In my day, we didn’t have video games.  Although I do remember Pac Man and some other starter arcade games.  But we didn’t have them in our house or in our pocket.  You had to go to the pizza shop or some restaurant and have some change to play the games against the back wall.  In my day, TV was black and white.  We really mainly watched it on Sundays together as a family – the Disney show or National Geographic stories with Jacques Cousteau and cartoons on weekend mornings.  So, what does a kid do with himself if he doesn’t have video games?  That seems to be a big question for many young kids (including my own). The question is:  If not video games, how does one manage through, “I’m bored?”

In my day, if we were underfoot, we were kicked outside to play until it was dark or until my dad whistled us in.  There we either organized for neighborhood play or we used our imaginations to dream up something fun.  Organized play involved gathering all the neighborhood kids together for a rousing game of kick-the-can.  How we all knew that there was to be a game without a cell phone is beyond me.  I think as kids we must have had some type of internal radar.  In no time whatsoever, we would all wind up in one of the backyards arriving on foot, on bike, even on pony.  Yes, a pony! 

Eli Miller, a neighbor boy had a little brown pony which he hopped on barefoot and bareback and trotted across the backyards at a tremendous pace to join the games.  Once there, he would toss his bridle around a tree and park his little pony between the piles of bikes.  The bikes were hand-me-downs and jacked up banana bikes, girl bikes, and boy bikes.  The kids were as different as the bikes:  tall kids, skinny kids, girls, tomboys, big boys, little boys wanting to be big boys, etc.  The oldest boys were team captains and took turns at selecting team members.  Everyone played.  The can was kicked and we all scattered.  We played that game late into the evening, sweaty and sticky and out of breath from running and hiding, and itchy from hungry mosquitoes that followed you everywhere.  

Other days, my sisters and I would get together with the other young girls and would take our bikes out in the woods.  There on the well-worn bike trails, we would make houses from wild grapevines.  The grapevines hung down thick, stringy and heavy from the trees to the ground and formed little nooks within their viney arms.  We would sweep out these homegrown nooks and assign them as our houses.  We would bring along snacks or make pretend snacks from the vegetation around us.  In our minds, our houses were real and the trails were our streets, and our bikes were cars.  And we lived and visited each other in our make believe suburbia.

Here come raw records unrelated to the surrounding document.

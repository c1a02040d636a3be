use std::time::Duration;

const TIME_UNITS: [(&str, f64); 3] = [("s", 1.0), ("ms", 1e-3), ("µs", 1e-6)];

/// Formats `duration` in the largest unit it fills, e.g. `12.50ms`. Durations below a
/// microsecond are printed as whole nanoseconds.
pub fn human_duration(duration: Duration) -> String {
    let secs = duration.as_secs_f64();
    TIME_UNITS
        .iter()
        .find(|(_, scale)| secs >= *scale)
        .map(|(unit, scale)| format!("{:.2}{}", secs / scale, unit))
        .unwrap_or_else(|| format!("{}ns", duration.as_nanos()))
}

#[macro_export]
macro_rules! measure_time {
    ($block:block) => {{
        let start = std::time::Instant::now();
        let result = { $block };
        (result, start.elapsed())
    }};
}
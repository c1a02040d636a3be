use heapdex_core::{Error, Result};

pub mod page_rank;
pub mod tf_idf;

pub use page_rank::PageRankAnalyzer;
pub use tf_idf::TfIdfAnalyzer;

/// Parameters of the page rank iteration.
#[derive(Debug, Clone, Copy, PartialEq)]
pub struct RankConfig {
    /// Probability of following a link rather than jumping to a random page. Within `[0, 1]`.
    pub decay: f64,
    /// Iteration stops once no rank changes by more than this.
    pub epsilon: f64,
    /// Maximum number of update passes. `0` keeps the initial uniform ranks.
    pub limit: usize,
}

impl Default for RankConfig {
    fn default() -> Self {
        RankConfig {
            decay: 0.85,
            epsilon: 1e-4,
            limit: 100,
        }
    }
}

impl RankConfig {
    pub fn validate(&self) -> Result<()> {
        if !(0.0..=1.0).contains(&self.decay) {
            return Err(Error::InvalidArgument(format!(
                "decay must be within [0, 1], got {}",
                self.decay
            )));
        }
        if !(self.epsilon.is_finite() && self.epsilon >= 0.0) {
            return Err(Error::InvalidArgument(format!(
                "epsilon must be a non-negative number, got {}",
                self.epsilon
            )));
        }
        Ok(())
    }
}
use crate::cli;
use itertools::Itertools;
use log::{info, warn};
use std::{error::Error, path::PathBuf};

pub fn top_k(k: usize, path: Option<PathBuf>) -> Result<(), Box<dyn Error>> {
    let values = match &path {
        Some(path) => cli::with_file_text(path, parse_integers)??,
        None => parse_integers(&cli::read_stdin()?)?,
    };

    let unique: Vec<i64> = values.iter().copied().unique().collect();
    if unique.len() < values.len() {
        warn!("Ignoring {} duplicate value(s)", values.len() - unique.len());
    }
    info!("Selecting the {} largest of {} value(s)", k, unique.len());

    let result = heapdex::top_k(k, &unique)?;
    println!("{}", result.iter().join(" "));
    Ok(())
}

fn parse_integers(text: &str) -> Result<Vec<i64>, String> {
    text.split_whitespace()
        .map(|token| {
            token
                .parse::<i64>()
                .map_err(|_| format!("Invalid integer {:?}", token))
        })
        .collect()
}

#[cfg(test)]
mod tests {
    use super::*;

    #[test]
    fn test_parse_integers() {
        assert_eq!(parse_integers(" 50 25\n5 -70\t55 "), Ok(vec![50, 25, 5, -70, 55]));
        assert_eq!(parse_integers(""), Ok(vec![]));
        assert_eq!(parse_integers("1 two 3"), Err("Invalid integer \"two\"".to_string()));
    }
}
use std::hint::black_box;

use criterion::{Criterion, criterion_group, criterion_main};
use heapdex_core::IndexedHeap;

fn random_values(rng: &mut fastrand::Rng, n: usize) -> Vec<u64> {
    let mut values: Vec<u64> = (0..n).map(|_| rng.u64(..)).collect();
    values.sort_unstable();
    values.dedup();
    rng.shuffle(&mut values);
    values
}

fn bench_add_remove_min(c: &mut Criterion) {
    let mut rng = fastrand::Rng::with_seed(12345);
    let values = random_values(&mut rng, 10_000);

    c.bench_function("indexed_heap_add_remove_min", |b| {
        b.iter(|| {
            let mut heap = IndexedHeap::new();
            for &v in &values {
                heap.add(black_box(v)).unwrap();
            }
            while let Ok(min) = heap.remove_min() {
                black_box(min);
            }
        })
    });
}

fn bench_replace(c: &mut Criterion) {
    let mut rng = fastrand::Rng::with_seed(12345);
    let values = random_values(&mut rng, 10_000);

    let mut heap = IndexedHeap::new();
    for &v in &values {
        heap.add(v).unwrap();
    }

    c.bench_function("indexed_heap_replace", |b| {
        b.iter(|| {
            let old = values[rng.usize(..values.len())];
            let new = rng.u64(..);
            if heap.replace(black_box(&old), new).is_ok() {
                let _ = heap.replace(&new, old);
            }
        })
    });
}

fn bench_remove_arbitrary(c: &mut Criterion) {
    let mut rng = fastrand::Rng::with_seed(12345);
    let values = random_values(&mut rng, 10_000);

    let mut heap = IndexedHeap::new();
    for &v in &values {
        heap.add(v).unwrap();
    }

    c.bench_function("indexed_heap_remove", |b| {
        b.iter(|| {
            let item = values[rng.usize(..values.len())];
            heap.remove(black_box(&item)).unwrap();
            heap.add(item).unwrap();
        })
    });
}

criterion_group!(
    benches,
    bench_add_remove_min,
    bench_replace,
    bench_remove_arbitrary
);
criterion_main!(benches);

My dad planted small pine trees along the border of our yard.  Today they’re twice as tall as a two story home.  Then, they were just big enough for a 12 year old girl to hop over, one at a time.  In between the trees were stalls.  Well they really weren’t “stalls.”  But to my sisters and me, they were stalls.  We had imaginary horses.  Mine was Trixie, my sister's was Dixie (are you sensing a theme here?) and my other sister named her's Pixie (I’m guessing on that one).  We pranced around the yard on our wild wild horses.  We raced them.  They were fast.  We took very good care of them.  We brushed our horses and fed them grass and tucked them into their stalls to rest. 

At the bottom of the hill, over the bridge by the river, lived another large family, the Zins’, with a troupe of kids around our ages.  I believe I can still name them all in order…Tom, Mary Ellen, Maureen, Marie, Guy, Cyr, Marlene, Mary Catherine (I hope I didn’t forget anyone).  My family had five kids at the time (a sixth came later on).  It was a natural fit for our big families to bond. Behind their house in the valley, the river split and in between was a perfect little island.  There was a log that spanned one leg of the river.  We would drag down tents and sleeping bags, blankets, and fishing rods, cross the river and escape civilization.  Girls in one tent.  Boys in the other.  The boys would taunt and scare us girls all night long.  They would catch and cook frog legs and bluegill or bass and we would let them know just how “gross” that was.  However, the legs did taste a lot like chicken.  They would take sticks and play baseball with bats...the ones that fly.  Just as a side note, bats easily get stuck in long hair.  There were scary tales, late night fires, and a lot of “What was that?”  I remember, most of the time, waking up in the basement of the Zins' house with a few other girls or boys who couldn’t quite make it through the night. 

In that house, there was a wall of books. Along the bottom shelves was a complete series (or so it seemed) of Nancy Drew and Hardy Boys Mysteries -- filed separately in numerical order.  They were a dream come true for this voracious reader.  To this day, I swear I ended up in the basement for the books.  It had nothing to do with being afraid of the dark.  Oh, those books were like candy.  I devoured them one at a time, in numerical order, until every last morsel was gone.  Nancy Drew was my hero! 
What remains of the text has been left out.